The practice of gastroenterologist directed propofol has deeply divided professional societies and is even controversial amongst gastroenterologist even though the evidence shows that this is probably safe, there have been barriers to its implementation and growth has been relatively slow. To answer why this is occurring, we have Dr. Douglas Rex, Chancellor's Professor and Professor of Medicine at Indiana University School of Medicine and Director of Endoscopy at Indiana University Hospital in Indianapolis.
DR. JAY GOLDSTEIN:
Welcome Dr. Rex.
DR. DOUGLAS REX:
Hi, Jay.
DR. JAY GOLDSTEIN:
It's good to have you here. Well, let's get down to the mean of the issue. What is gastroenterologist directed propofol administration?
DR. DOUGLAS REX:
Well, essentially it's the administration or use of propofol for endoscopic procedures without the presence of an anesthesia specialist, without an anesthesiologist, without a CRNA in the room or participating in the procedure or billing for the administration of sedation, and it's been done either by having trained registered nurses, who are actually pushing the medication, that's been the most common model that's been used, although there are a few GI docs, who have developed substantial experience, basically actually giving propofol themselves and doing the procedure themselves. That's been an uncommon model, but we've found a few examples of that.
DR. JAY GOLDSTEIN:
Well, you are on national societies, looking at the committees and such, what's your personal feeling, what's the feeling in the GI community about these independent scopers and anesthesiologists, if you will, giving the propofol themselves, is this the position of the national societies or is there more of a national trend or position that's been taken or developed.
DR. DOUGLAS REX:
Well, I think the sort of official opinion of the GI societies would be first of all that The use of an anesthesia specialist for routine procedures in average risk patients is not cost effective approach and secondly that there is a large evidence base that endoscopist and their team of registered nurses can administer propofol safely and that's about as far as the official positions go, practices across the country are highly variable, sort of dependent on what the state rules are, often institutional rules, which tend to be set up by anesthesiologists forbid GI doctors from getting into this, but as you were mentioning earlier, the growth overall, an endoscopist-directed propofol has been pretty slow and I think it has to with the medicolegal concerns about getting involved and sort of the fear of it that has been engendered by the approach of the anesthesia societies. The American Society of Anesthesiology is opposed to anyone other than anesthesia specialist using propofol and they've issued some statements in that regard and the package insert for the medication says that in order to give it you should be trained in general anesthesia, which has been interpreted by some to mean that you should be an anesthesia specialist.

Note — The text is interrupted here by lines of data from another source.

impl SectionRules {
    /// Create rules with no anchors or guards.
    #[must_use]
    pub fn new(start: StartRule, end: EndRule) -> Self {
        Self {
            start,
            end,
            anchors: Vec::new(),
            toc_guards: Vec::new(),
            run_to_next_top_level: Vec::new(),
            appendix_prefix: "Appendix".to_string(),
        }
    }

    /// Add a fixed start pattern for a section.
    #[must_use]
    pub fn with_anchor(mut self, section_id: impl Into<String>, pattern: impl Into<String>) -> Self {
        self.anchors.push((section_id.into(), pattern.into()));
        self
    }

    /// Add a table-of-contents guard.
    #[must_use]
    pub fn with_toc_guard(mut self, guard: TocGuard) -> Self {
        self.toc_guards.push(guard);
        self
    }

    /// Let a section run until the next top-level number.
    #[must_use]
    pub fn with_run_to_next_top_level(mut self, section_id: impl Into<String>) -> Self {
        self.run_to_next_top_level.push(section_id.into());
        self
    }

    /// Guard for a section, if any.
    #[must_use]
    pub fn toc_guard(&self, section_id: &str) -> Option<&TocGuard> {
        self.toc_guards.iter().find(|g| g.section_id == section_id)
    }

    /// Appendix number of a section id ("Appendix2" gives "2").
    #[must_use]
    pub fn appendix_number<'a>(&self, section_id: &'a str) -> Option<&'a str> {
        section_id
            .strip_prefix(self.appendix_prefix.as_str())
            .map(str::trim)
    }

    /// Build the start pattern for a section.
    pub fn start_pattern(&self, section_id: &str, section_title: &str) -> Result<Regex> {
        if let Some((_, anchor)) = self.anchors.iter().find(|(id, _)| id == section_id) {
            return build_pattern(anchor);
        }

        let id = regex::escape(section_id);
        let title = regex::escape(section_title);
        let pattern = match self.start {
            StartRule::Titled => format!(r"^\s*{id}\s+{title}"),
            StartRule::TitledOptionalDot => format!(r"^{id}\.?\s+{title}"),
            StartRule::Chapter => match self.appendix_number(section_id) {
                Some(n) => format!(r"^{}\s+{}\b", regex::escape(&self.appendix_prefix), regex::escape(n)),
                None => format!(r"^(?:Chapter\s+{id}\b|{id}\s+{title})"),
            },
        };
        build_pattern(&pattern)
    }

    /// Build the fixed end pattern for a section.
    ///
    /// Returns `None` for the heading rule, which is evaluated against the
    /// section id instead of a fixed pattern, and for sections with no
    /// numeric successor under the next-section rule.
    pub fn end_pattern(&self, section_id: &str) -> Result<Option<Regex>> {
        let appendix = regex::escape(&self.appendix_prefix);
        let pattern = match self.end {
            EndRule::Heading => return Ok(None),
            EndRule::NextChapter => {
                if self.appendix_number(section_id).is_some() {
                    format!(r"^{appendix}\s+\d+")
                } else if let Some(next) = next_number(section_id) {
                    format!(r"^(?:Chapter\s+{next}\b|{next}\s+|{appendix}\b)")
                } else {
                    format!(r"^{appendix}\b")
                }
            }
            EndRule::NextSection => match next_number(section_id) {
                Some(next) => format!(r"^{next}\.?\s+"),
                None => return Ok(None),
            },
        };
        build_pattern(&pattern).map(Some)
    }
}

/// How clause markers are numbered.
#[derive(Debug, Clone, Copy, PartialEq, Eq)]
pub enum Numbering {
    /// `<section>(.<n>[A-Z]?)* <R|G>`: a type letter follows the number.
    Typed,

    /// Bare paragraph numbers with a trailing dot (`240.`), within a digit window.
    Paragraph { min_digits: usize, max_digits: usize },

    /// `<chapter>.<n>` with no type letter.
    Dotted,
}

You know, we use a lot of drugs that, in various fashion is off label, and I personally think the evidence base is so strong, but the evidence clearly supports gastroenterologists and other endoscopists being able to do this, but it's really largely a political issue. There are a huge number of financial incentives that are involved that one needs to understand to understand all the viewpoints and opinions.
DR. JAY GOLDSTEIN:
Well, what are some of the financial concerns?
DR. DOUGLAS REX:
Well, I think the financial concerns from the standpoint of people who are interested in developing gastroenterologist directed propofol, and really that's the entire motivation for doing it is to try to be careful about the growth of cost in the administration of endoscopy, so there aren’t really short term gains for individuals, who are administering propofol themselves, and I am in that group, we don’t bill for it. Normally, when we perform endoscopy, part of our fee, nobody really knows how much of the fee it is, is for the administration of sedation and so the potential advantages of limiting the growth of anesthesiologist in endoscopic practice are first of all to society. It's been estimated that if anesthesiologists become involved in all endoscopic procedures, we would add about 5 billion dollars per year to the cost of healthcare in United States, and of course, it's patients who ultimately pay for all that and given a lot of the issues that we face from a societal perspective in terms of healthcare costs, that's a rationale to limit it unless we had an evidence base to show that it's really necessary for safety and such an evidence base doesn’t exist. From the perspective of gastroenterologist, unimportant, I guess long-term perspective is that our procedures are competitive to some extent with other procedures; an example would be colonoscopy competing with CT colonography. As the cost of our procedures become higher, we become relatively less cost effective compared to competitive strategies and so I think that there is a long term, at least, incentive for us. On the other side of it, the anesthesiologists have, of course you know, significant financial incentives because they get paid well to administer so called monitored anesthesia care which is what they usually bill for when they are giving propofol for endoscopic procedures.
DR. JAY GOLDSTEIN:
Well, I've heard that many of the people in free standing endoscopy areas, the ambulatory surgery centers actually enjoy the presence of an anesthesiologist because they increase their throughput; you want to comment on that?
DR. DOUGLAS REX:
I personally don’t think there is any evidence for that, people talk about that as a potential incentive. There definitely is a financial incentive for a gastroenterologist to associate with an anesthesiologist because the presence of an anesthesiologist reduces other costs that you have in the ASC. For example, if you don’t have an anesthesiologist, you need a registered nurse there, typically to administer sedation and to monitor the patient and the presence of an anesthesiologist eliminates the need for that person, you just need a technician in the room to assist you with the technical performance of the procedure, so your costs go down and therefore profits go up. As to whether or not they increase throughput, I think they can in individual cases. I mean, you know the efficiency of an endoscopy unit is dependent on a variety of factors and if you get the right anesthesiologist, just like if you get the right RNs or the right team of people, who are very efficient, you can increase efficiency, but part of the reason that the opinions are very divided within the GI community is that part of the GI community, you know is, I guess, experiencing the short-term financial gains of associating with or employing the anesthesiologist or a CRNA. Sometimes these groups hire CRNAs. They are able to bill for the CRNA services, pay the CRNA a salary and then difference between the billing and the salary becomes another revenue stream for the group and it's really that concerns about the long-term effects of this on endoscopy and again I think ultimately we have to go back to the fact that there isn't an evidence base to support it that are of long term concerns.
DR. JAY GOLDSTEIN:
If you are just tuning in, you are listening to GI Insights on ReachMD, The Channel for Medical Professionals. I am your host Dr. Jay Goldstein and joining me today to discuss payment and implications of sedation in endoscopy is Dr. Douglas Rex, Chancellor's Professor and Professor of Medicine at Indiana University School of Medicine and the Director of Endoscopy at Indiana University Hospital in Indianapolis.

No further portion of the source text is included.